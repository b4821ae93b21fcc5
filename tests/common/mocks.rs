//! Mock implementations for testing.
//!
//! [`ScriptedLLM`] plays every role the research engine asks of a model:
//! planning, relevance judgments, learning extraction, the search/evaluate
//! dialogue, and report writing. [`MockSearch`] serves canned results per
//! query.

use async_trait::async_trait;
use deep_research::llm::{ConversationMessage, LLMClient, LLMResponse, MessageRole, OutputSchema};
use deep_research::search::{SearchOptions, SearchProvider};
use deep_research::types::{AppError, Learning, Result, SearchResult, ToolCall, ToolDefinition};
use parking_lot::Mutex;
use serde_json::{json, Value};
use std::collections::HashMap;
use std::sync::atomic::{AtomicUsize, Ordering};

type Responder = Box<dyn Fn(&str, &str) -> Result<Value> + Send + Sync>;

/// Value of the first line in `text` starting with `prefix`
pub fn line_value<'a>(text: &'a str, prefix: &str) -> Option<&'a str> {
    text.lines()
        .find_map(|line| line.strip_prefix(prefix))
        .map(str::trim)
}

/// Behaviour for [`ScriptedLLM::from_script`]
pub struct Script {
    /// Research prompt → planned queries
    pub plan: Box<dyn Fn(&str) -> Vec<String> + Send + Sync>,
    /// Candidate URL → relevance verdict
    pub relevant: Box<dyn Fn(&str) -> bool + Send + Sync>,
    /// Result URL → extracted learning
    pub learn: Box<dyn Fn(&str) -> Learning + Send + Sync>,
}

impl Default for Script {
    fn default() -> Self {
        Self {
            plan: Box::new(|_: &str| vec!["q1".to_string()]),
            relevant: Box::new(|_: &str| true),
            learn: Box::new(|url: &str| learning(&format!("learned from {}", url), &[])),
        }
    }
}

/// Build a learning
pub fn learning(text: &str, follow_ups: &[&str]) -> Learning {
    Learning {
        learning: text.to_string(),
        follow_up_questions: follow_ups.iter().map(|s| s.to_string()).collect(),
    }
}

/// Scripted LLM client that records every call it receives.
///
/// The tool dialogue is deterministic: the first turn searches for the
/// `Query:` line of the prompt, a search with results is followed by
/// `evaluate`, and anything else ends the dialogue.
pub struct ScriptedLLM {
    responder: Responder,
    report: Option<String>,
    structured_calls: Mutex<Vec<(String, String)>>,
    text_calls: Mutex<Vec<String>>,
    tool_turns: AtomicUsize,
}

impl ScriptedLLM {
    /// Create a client answering structured calls with `responder(schema_name, prompt)`
    pub fn new(responder: impl Fn(&str, &str) -> Result<Value> + Send + Sync + 'static) -> Self {
        Self {
            responder: Box::new(responder),
            report: Some("# Report".to_string()),
            structured_calls: Mutex::new(Vec::new()),
            text_calls: Mutex::new(Vec::new()),
            tool_turns: AtomicUsize::new(0),
        }
    }

    /// Create a client from a [`Script`]
    pub fn from_script(script: Script) -> Self {
        Self::new(move |schema, prompt| match schema {
            "query_plan" => {
                let research_prompt = prompt
                    .split_once("\n\nPrompt: ")
                    .map(|(_, p)| p)
                    .unwrap_or(prompt);
                Ok(json!({ "queries": (script.plan)(research_prompt) }))
            }
            "relevance" => {
                let url = line_value(prompt, "URL: ").unwrap_or_default();
                Ok(json!({ "is_relevant": (script.relevant)(url) }))
            }
            "learning" => {
                let url = line_value(prompt, "URL: ").unwrap_or_default();
                let learning = (script.learn)(url);
                Ok(json!({
                    "learning": learning.learning,
                    "follow_up_questions": learning.follow_up_questions
                }))
            }
            other => Err(AppError::LLM(format!("unexpected schema {}", other))),
        })
    }

    /// Make report generation fail
    pub fn failing_report(mut self) -> Self {
        self.report = None;
        self
    }

    /// Prompts of the structured calls made with `schema`
    pub fn prompts_for(&self, schema: &str) -> Vec<String> {
        self.structured_calls
            .lock()
            .iter()
            .filter(|(name, _)| name == schema)
            .map(|(_, prompt)| prompt.clone())
            .collect()
    }

    pub fn calls_for(&self, schema: &str) -> usize {
        self.prompts_for(schema).len()
    }

    pub fn text_calls(&self) -> Vec<String> {
        self.text_calls.lock().clone()
    }

    pub fn tool_turns(&self) -> usize {
        self.tool_turns.load(Ordering::SeqCst)
    }

    fn next_tool_call(messages: &[ConversationMessage]) -> Option<ToolCall> {
        let query = messages
            .iter()
            .find(|m| m.role == MessageRole::User)
            .and_then(|m| line_value(&m.content, "Query: "))
            .unwrap_or_default()
            .to_string();

        let last = messages.last()?;
        match last.role {
            MessageRole::User => Some(ToolCall {
                id: "call_search".to_string(),
                name: "search".to_string(),
                arguments: json!({ "query": query }),
            }),
            MessageRole::Tool => {
                let result: Value = serde_json::from_str(&last.content).ok()?;
                let count = result.get("count").and_then(|c| c.as_u64())?;
                (count > 0).then(|| ToolCall {
                    id: "call_evaluate".to_string(),
                    name: "evaluate".to_string(),
                    arguments: json!({ "justification": format!("matches {}", query) }),
                })
            }
            _ => None,
        }
    }
}

#[async_trait]
impl LLMClient for ScriptedLLM {
    async fn generate_with_system(&self, _system: &str, prompt: &str) -> Result<String> {
        self.text_calls.lock().push(prompt.to_string());
        self.report
            .clone()
            .ok_or_else(|| AppError::LLM("Mock LLM failure".to_string()))
    }

    async fn generate_structured(
        &self,
        _system: Option<&str>,
        prompt: &str,
        schema: &OutputSchema,
    ) -> Result<Value> {
        self.structured_calls
            .lock()
            .push((schema.name.clone(), prompt.to_string()));
        (self.responder)(&schema.name, prompt)
    }

    async fn generate_with_tools_and_history(
        &self,
        messages: &[ConversationMessage],
        _tools: &[ToolDefinition],
    ) -> Result<LLMResponse> {
        self.tool_turns.fetch_add(1, Ordering::SeqCst);
        let tool_calls: Vec<ToolCall> = Self::next_tool_call(messages).into_iter().collect();
        let finish_reason = if tool_calls.is_empty() { "stop" } else { "tool_calls" };

        Ok(LLMResponse {
            content: String::new(),
            tool_calls,
            finish_reason: finish_reason.to_string(),
            usage: None,
        })
    }

    fn model_name(&self) -> &str {
        "scripted"
    }
}

/// In-memory search provider
#[derive(Default)]
pub struct MockSearch {
    results: HashMap<String, Vec<SearchResult>>,
    fail: bool,
    queries: Mutex<Vec<String>>,
}

impl MockSearch {
    pub fn new() -> Self {
        Self::default()
    }

    /// Serve `urls` for `query`
    pub fn with(mut self, query: &str, urls: &[&str]) -> Self {
        self.results.insert(
            query.to_string(),
            urls.iter()
                .map(|url| SearchResult::new(format!("Title of {}", url), *url, format!("Content of {}", url)))
                .collect(),
        );
        self
    }

    /// Fail every search
    pub fn failing() -> Self {
        Self {
            fail: true,
            ..Self::default()
        }
    }

    /// Queries searched so far, in order
    pub fn queries(&self) -> Vec<String> {
        self.queries.lock().clone()
    }
}

#[async_trait]
impl SearchProvider for MockSearch {
    async fn search(&self, query: &str, _options: &SearchOptions) -> Result<Vec<SearchResult>> {
        self.queries.lock().push(query.to_string());
        if self.fail {
            return Err(AppError::Search("Mock search failure".to_string()));
        }
        Ok(self.results.get(query).cloned().unwrap_or_default())
    }

    fn name(&self) -> &str {
        "mock"
    }
}
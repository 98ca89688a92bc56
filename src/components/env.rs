use serde::Serialize;
use serde_json::{json, Value};

use super::Remote;
use crate::mode::Call;

/// Persistent key/value settings stored on the robot.
///
/// Every call resolves before returning, whatever the connection's mode.
pub struct Env {
    remote: Remote,
}

impl Env {
    pub(crate) fn new(remote: Remote) -> Self {
        Self { remote }
    }

    /// Value of `name`, `Value::Null` if unset.
    pub fn get(&self, name: &str) -> Call<Value> {
        self.remote.query("get_env", json!([name])).sync()
    }

    pub fn set<T: Serialize>(&self, name: &str, value: T) -> Call<()> {
        let transport = self.remote.transport.clone();
        let name = name.to_string();
        let value = serde_json::to_value(value);
        Call::sync_command(&self.remote.adapter, async move {
            let value = value?;
            transport
                .unary_call("set_env", json!([name, value]))
                .await
                .map(|_| ())
        })
    }

    pub fn remove(&self, name: &str) -> Call<()> {
        self.remote.command("del_env", json!([name])).sync()
    }

    /// Persist the current settings across reboots.
    pub fn save(&self) -> Call<()> {
        self.remote.command("save_env", json!([])).sync()
    }
}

Task objective
Pick out, from the lines above, every one that contains the string "filename".

Written response
filename tests/common/mocks.rs
filename src/components/env.rs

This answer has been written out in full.